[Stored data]
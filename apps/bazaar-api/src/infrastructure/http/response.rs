//! HTTP response DTOs.
//!
//! The dashboard consumes camelCase field names; domain types map
//! into these at the API boundary.

use rust_decimal::Decimal;
use serde::{Deserialize, Serialize};

use crate::domain::market::{
    Balance, ChartPoint, ItemStats, OrderBookLevel, TimeframeBucket, Trade,
};

/// Liveness response.
#[derive(Debug, Clone, Serialize, Deserialize)]
pub struct HealthResponse {
    /// Always `"healthy"` when the service answers.
    pub status: String,
    /// Application version.
    pub version: String,
}

/// One grouped trade.
#[derive(Debug, Clone, Serialize, Deserialize)]
#[serde(rename_all = "camelCase")]
pub struct TradeResponse {
    /// Transaction hash.
    pub tx_hash: String,
    /// Unix timestamp of the trade.
    pub timestamp: i64,
    /// Unit price in ETH.
    pub price: Decimal,
    /// Total units.
    pub quantity: u64,
    /// Total ETH spent.
    pub eth_spent: Decimal,
    /// Buyer address.
    pub recipient: String,
    /// Constituent transfer count.
    pub trade_count: usize,
}

impl From<Trade> for TradeResponse {
    fn from(trade: Trade) -> Self {
        Self {
            tx_hash: trade.tx_hash,
            timestamp: trade.timestamp,
            price: trade.unit_price_eth,
            quantity: trade.quantity,
            eth_spent: trade.eth_spent,
            recipient: trade.recipient,
            trade_count: trade.trade_count,
        }
    }
}

/// One order-book price level.
#[derive(Debug, Clone, Serialize, Deserialize)]
#[serde(rename_all = "camelCase")]
pub struct OrderBookLevelResponse {
    /// Asking price in ETH.
    pub price: Decimal,
    /// Units available at this price.
    pub quantity: u64,
    /// Listings contributing to the level.
    pub listing_count: usize,
}

impl From<OrderBookLevel> for OrderBookLevelResponse {
    fn from(level: OrderBookLevel) -> Self {
        Self {
            price: level.unit_price_eth,
            quantity: level.quantity,
            listing_count: level.listing_count,
        }
    }
}

/// Per-item 24h statistics.
#[derive(Debug, Clone, Serialize, Deserialize)]
#[serde(rename_all = "camelCase")]
pub struct ItemStatsResponse {
    /// Item identifier.
    pub item_id: String,
    /// Summed ETH volume, current window.
    pub volume_24h: Decimal,
    /// Summed units sold, current window.
    pub items_sold_24h: u64,
    /// Highest price, current window.
    pub high_24h: Option<Decimal>,
    /// Lowest price, current window.
    pub low_24h: Option<Decimal>,
    /// Most recent price, current window.
    pub last_price: Option<Decimal>,
    /// Price change vs. window open, percent.
    pub price_change_24h: Decimal,
    /// Volume change vs. previous window, percent.
    pub volume_change_24h: Decimal,
}

impl From<ItemStats> for ItemStatsResponse {
    fn from(stats: ItemStats) -> Self {
        Self {
            item_id: stats.item_id,
            volume_24h: stats.volume_24h_eth,
            items_sold_24h: stats.items_sold_24h,
            high_24h: stats.high_24h,
            low_24h: stats.low_24h,
            last_price: stats.last_price,
            price_change_24h: stats.price_change_24h,
            volume_change_24h: stats.volume_change_24h,
        }
    }
}

/// One chart point.
#[derive(Debug, Clone, Serialize, Deserialize)]
#[serde(rename_all = "camelCase")]
pub struct ChartPointResponse {
    /// Unix timestamp.
    pub timestamp: i64,
    /// Unit price in ETH.
    pub price: Decimal,
    /// ETH value transferred.
    pub volume: Decimal,
    /// Units transferred.
    pub quantity: u64,
}

impl From<ChartPoint> for ChartPointResponse {
    fn from(point: ChartPoint) -> Self {
        Self {
            timestamp: point.timestamp,
            price: point.price,
            volume: point.volume_eth,
            quantity: point.quantity,
        }
    }
}

/// Bucketed activity over one interval.
#[derive(Debug, Clone, Serialize, Deserialize)]
#[serde(rename_all = "camelCase")]
pub struct TimeframeDataResponse {
    /// Interval start (unix seconds).
    pub timestamp: i64,
    /// Canonical timeframe label.
    pub timeframe: String,
    /// Summed ETH volume inside the interval.
    pub volume: Decimal,
    /// Summed units inside the interval.
    pub items_sold: u64,
}

impl From<TimeframeBucket> for TimeframeDataResponse {
    fn from(bucket: TimeframeBucket) -> Self {
        Self {
            timestamp: bucket.timestamp,
            timeframe: bucket.timeframe,
            volume: bucket.volume_eth,
            items_sold: bucket.items_sold,
        }
    }
}

/// A user's position in one item.
#[derive(Debug, Clone, Serialize, Deserialize)]
pub struct BalanceResponse {
    /// Units held.
    pub quantity: u64,
}

impl From<Balance> for BalanceResponse {
    fn from(balance: Balance) -> Self {
        Self {
            quantity: balance.quantity,
        }
    }
}

/// ETH/USD spot rate.
#[derive(Debug, Clone, Serialize, Deserialize)]
pub struct EthPriceResponse {
    /// USD per ETH.
    pub usd: Decimal,
}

**How to complete this task:** The answer must be all the lines above that hold the word "TimeframeDataResponse".

**Your response:**
pub struct TimeframeDataResponse {
impl From<TimeframeBucket> for TimeframeDataResponse {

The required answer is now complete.